What happens if you look back on history, and there’s nothing there? What happens if we have cleansed our history so well, there’s not a wart or a wood tick to be found? The answer is obvious, we can all relax in our sheltered world, in which nothing bad ever happened, and sit in the sun and bathe in the gentle whisps of bleach.

What a beautiful world that would be, other than the noxious smell of bleach. We would be pure and clean, and not remotely affected by the complicated historical figures of our past. We could wash (we could wash) all our sins (all our sins) away (away, Sweet Jesus).

Sorry, tend to disagree. If you want to clean up your world, that’s on you. But history is not something you can throw in your junk bin on the computer, and dump it away with a click.
The thing about history is that it was real. It wasn’t necessarily right, maybe it wasn’t the history you ordered on Amazon, it may not be the great ancestor you found on who turned out to be a horse thief and philanderer, when you thought he would be Richard the Lion-Heart.
But history is real. It happened. It can’t be messed with. It can’t be updated to suit your sensibilities. It just is.

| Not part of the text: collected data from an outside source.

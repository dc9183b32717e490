//! Handlers for the `/sessions` resource (login, logout).

use axum::extract::rejection::JsonRejection;
use axum::extract::State;
use axum::http::header::SET_COOKIE;
use axum::http::{HeaderName, HeaderValue, StatusCode};
use axum::Json;
use serde::Deserialize;
use validator::Validate;
use warden_core::session::SessionCookie;
use warden_db::models::session::Session;

use crate::error::AppResult;
use crate::middleware::auth::{session_cookie, SessionToken};
use crate::state::AppState;

/// Request body for `POST /sessions`.
#[derive(Debug, Deserialize, Validate)]
pub struct LoginRequest {
    #[validate(length(min = 1, max = 254))]
    pub email: String,
    #[validate(length(min = 1, max = 72))]
    pub password: String,
}

/// POST /api/v1/sessions
///
/// Authenticate with email + password and open a session. The token is set
/// as the `session_id` cookie and echoed in the body.
pub async fn login(
    State(state): State<AppState>,
    body: Result<Json<LoginRequest>, JsonRejection>,
) -> AppResult<(StatusCode, [(HeaderName, HeaderValue); 1], Json<Session>)> {
    let Json(input) = body?;
    input.validate()?;

    let user = state
        .identities
        .authenticate(&input.email, &input.password)
        .await?;
    let session = state.sessions.create(user.id).await?;

    let cookie = session_cookie(&SessionCookie::issue(&session.token))?;
    Ok((StatusCode::CREATED, [(SET_COOKIE, cookie)], Json(session)))
}

/// DELETE /api/v1/sessions
///
/// Revoke the presented session. Returns the session as it was before
/// deletion and tells the client to drop its cookie.
pub async fn logout(
    State(state): State<AppState>,
    SessionToken(token): SessionToken,
) -> AppResult<([(HeaderName, HeaderValue); 1], Json<Session>)> {
    let session = state.sessions.find_one_valid_by_token(&token).await?;
    let revoked = state.sessions.revoke(&session).await?;

    let cookie = session_cookie(&SessionCookie::clear())?;
    Ok(([(SET_COOKIE, cookie)], Json(revoked)))
}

Somebody famous, who I can’t be bothered to look up, said: “History is written by the victors.” This is very true. I’m a fan of the War of 1812, because it’s the most bizarre war ever fought, due to lack of communication. This is why the Battle of New Orleans, famous in American history, was fought after peace was declared. Because, who knew? If you read the American history of the War, you would simply not believe it was the same war! In some strange twist, the people who lost the war seem to have won the war!
History is a mystical creature. It can change in a heartbeat, based on the ethics and morals of modern historians.

My favorite anecdote on this was an American Western movie in which a black cowboy (I think Denzel Washington), a white cowboy (who cares), another black cowboy (Danny Glover) and their Native partner walk into a bar, saunter up (because only cowboys know how to saunter) and order “Whisky all ‘round.” And the bartender pours four whiskies.
I jumped out of my chair and shouted at the TV: “Never happened! For God’s sake, this wouldn’t happen in 1965, much less in 1865!” Jeez! In 1960 they couldn’t even sit at a Woolworth’s lunch counter together, or use the same ##ing bathroom!
The point of this story is a) historically, we suck as a species and b) we need to learn how badly we messed up, so we can learn to be better. We can’t ever pretend, like the Americans do, that everything has always been peachy, and people of every race, creed, sex and religion were welcome in our friendly Dodge City bar in 1865.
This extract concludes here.